Dr. Alana Butler has been an Assistant Professor in the Faculty of Education at Queen’s University since 2017. She currently teaches in the Bachelor of Education and Graduate Studies program. Her research interests include the academic achievement of low-socio economic students, race and schooling, and equity and inclusion. Her current research projects include a study of post-secondary access for low-income youth, anti-oppressive/anti-racist pedagogy in secondary classrooms, Black school leaders, and the experiences of youth in foster care. Her scholarly work has been published in British Journal of Sociology of Education, Canadian Journal of Education, Gender and Education, and Canadian Ethnic Studies.


 

Berivan Kutlay Sarikaya

Dr. Berivan Kutlay Sarikaya is a Kurdish anti-abolition feminist scholar/activist and earned her doctoral degree from the Adult Education and Community Development Program at OISE of the University of Toronto. She has a multidisciplinary academic background in women and gender studies, criminology and intercultural conflict management, along with several years of university and community-engaged teaching experience. Her research interests lie at the intersection of abolitionist feminisms and incarceration; transnational feminism; decolonial feminist theory; critical disability theory, critical race theory, anti-colonial thought and pedagogy; gender-based state violence and trauma studies; social movements and activism in the Global South.
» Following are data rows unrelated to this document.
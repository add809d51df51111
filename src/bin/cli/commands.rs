//! Command implementations for the CLI tool.

use std::fs::File;
use std::io::{BufReader, Seek, SeekFrom};
use std::path::Path;

use apkalign::{
    AlignOptions, CollectEvents, ZipAligner, align_file_with_events, check_alignment,
    verify_integrity,
};

use crate::exit_codes::{ExitCode, error_to_exit_code};
use crate::output::create_formatter;
use crate::progress::{AlignProgress, PaddedEntry};
use crate::{AlignmentArgs, OutputFormat};

/// Configuration for the align command.
pub struct AlignConfig<'a> {
    pub input: &'a Path,
    pub output: &'a Path,
    pub alignment: &'a AlignmentArgs,
    pub force: bool,
    pub verify: bool,
    pub format: OutputFormat,
    pub quiet: bool,
}

/// Align command implementation
pub fn align(config: &AlignConfig<'_>) -> ExitCode {
    let formatter = create_formatter(config.format);

    let options = match alignment_options(config.alignment) {
        Ok(o) => o,
        Err(code) => return code,
    };

    let mut progress = AlignProgress::new(config.quiet);
    let result = match align_file_with_events(
        config.input,
        config.output,
        &options,
        config.force,
        &mut progress,
    ) {
        Ok(r) => r,
        Err(e) => {
            progress.finish_with_message("Failed");
            eprintln!("Error: {}", e);
            return error_to_exit_code(&e);
        }
    };

    progress.finish();
    print!(
        "{}",
        formatter.format_align_result(config.input, config.output, &result, progress.padded())
    );

    if config.verify {
        return check_archive(config.output, &options, true, false, config.format);
    }

    ExitCode::Success
}

/// Check command implementation
pub fn check(
    archive_path: &Path,
    alignment: &AlignmentArgs,
    crc: bool,
    verbose: bool,
    format: OutputFormat,
) -> ExitCode {
    let options = match alignment_options(alignment) {
        Ok(o) => o,
        Err(code) => return code,
    };
    check_archive(archive_path, &options, crc, verbose, format)
}

/// Plan command implementation
pub fn plan(archive_path: &Path, alignment: &AlignmentArgs, format: OutputFormat) -> ExitCode {
    let formatter = create_formatter(format);

    let options = match alignment_options(alignment) {
        Ok(o) => o,
        Err(code) => return code,
    };

    let mut aligner = match ZipAligner::open_path(archive_path) {
        Ok(a) => a.with_options(options),
        Err(e) => {
            eprintln!("Error opening archive: {}", e);
            return error_to_exit_code(&e);
        }
    };

    let mut events = CollectEvents::new();
    let plan = match aligner.plan_with_events(&mut events) {
        Ok(p) => p,
        Err(e) => {
            eprintln!("Error: {}", e);
            return error_to_exit_code(&e);
        }
    };

    let padded: Vec<_> = events
        .events
        .iter()
        .filter_map(PaddedEntry::from_event)
        .collect();
    print!("{}", formatter.format_plan(archive_path, &plan, &padded));

    ExitCode::Success
}

fn check_archive(
    archive_path: &Path,
    options: &AlignOptions,
    crc: bool,
    verbose: bool,
    format: OutputFormat,
) -> ExitCode {
    let formatter = create_formatter(format);

    let mut reader = match File::open(archive_path) {
        Ok(f) => BufReader::new(f),
        Err(e) => {
            eprintln!("Error opening archive: {}", e);
            return ExitCode::IoError;
        }
    };

    let report = match check_alignment(&mut reader, options) {
        Ok(r) => r,
        Err(e) => {
            eprintln!("Error: {}", e);
            return error_to_exit_code(&e);
        }
    };

    let integrity = if crc {
        let result = reader
            .seek(SeekFrom::Start(0))
            .map_err(apkalign::Error::from)
            .and_then(|_| verify_integrity(&mut reader));
        match result {
            Ok(r) => Some(r),
            Err(e) => {
                eprintln!("Error: {}", e);
                return error_to_exit_code(&e);
            }
        }
    } else {
        None
    };

    print!(
        "{}",
        formatter.format_check(archive_path, &report, integrity.as_ref(), verbose)
    );

    let crc_ok = integrity.as_ref().is_none_or(|i| i.is_ok());
    if report.is_aligned() && crc_ok {
        ExitCode::Success
    } else {
        ExitCode::Warning
    }
}

fn alignment_options(args: &AlignmentArgs) -> Result<AlignOptions, ExitCode> {
    args.to_options().map_err(|e| {
        eprintln!("Error: {}", e);
        ExitCode::BadArgs
    })
}
//! Fuzz target for alignment and verification of arbitrary byte input.
//!
//! Exercises EOCD location, the central directory walk and the rewriter
//! with malformed or adversarial archives. Any successful alignment must
//! produce exactly the planned number of bytes.
//!
//! Run with: cargo +nightly fuzz run align_bytes

#![no_main]

use apkalign::{AlignOptions, ZipAligner, check_alignment, verify_integrity};
use libfuzzer_sys::fuzz_target;
use std::io::Cursor;

fuzz_target!(|data: &[u8]| {
    let options = AlignOptions::default();

    // We don't care about errors - we're looking for panics or hangs
    let _ = check_alignment(&mut Cursor::new(data), &options);
    let _ = verify_integrity(&mut Cursor::new(data));

    let mut output = Vec::new();
    let Ok(result) = ZipAligner::new(Cursor::new(data)).align(&mut output) else {
        return;
    };
    assert_eq!(result.output_size, output.len() as u64);
    assert_eq!(result.output_size, data.len() as u64 + result.padding_bytes);
});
She is also IRCNFF Campaign Coordinator in the initiative to end the Gender-Based Violence Program in the Ontario Council of Agencies Serving Immigrants. She has over 25 years of professional experience in the human rights field, including 15 years of work experience with diverse professional and scholarly work in the community-based and human rights-based programs for survivors of torture, internally forcibly displaced Kurdish women and refugees funded by UNHCR, EU, International Organization of Migration, and International Rehabilitation Centre for Torture Victims in Turkey, Europe and Canada.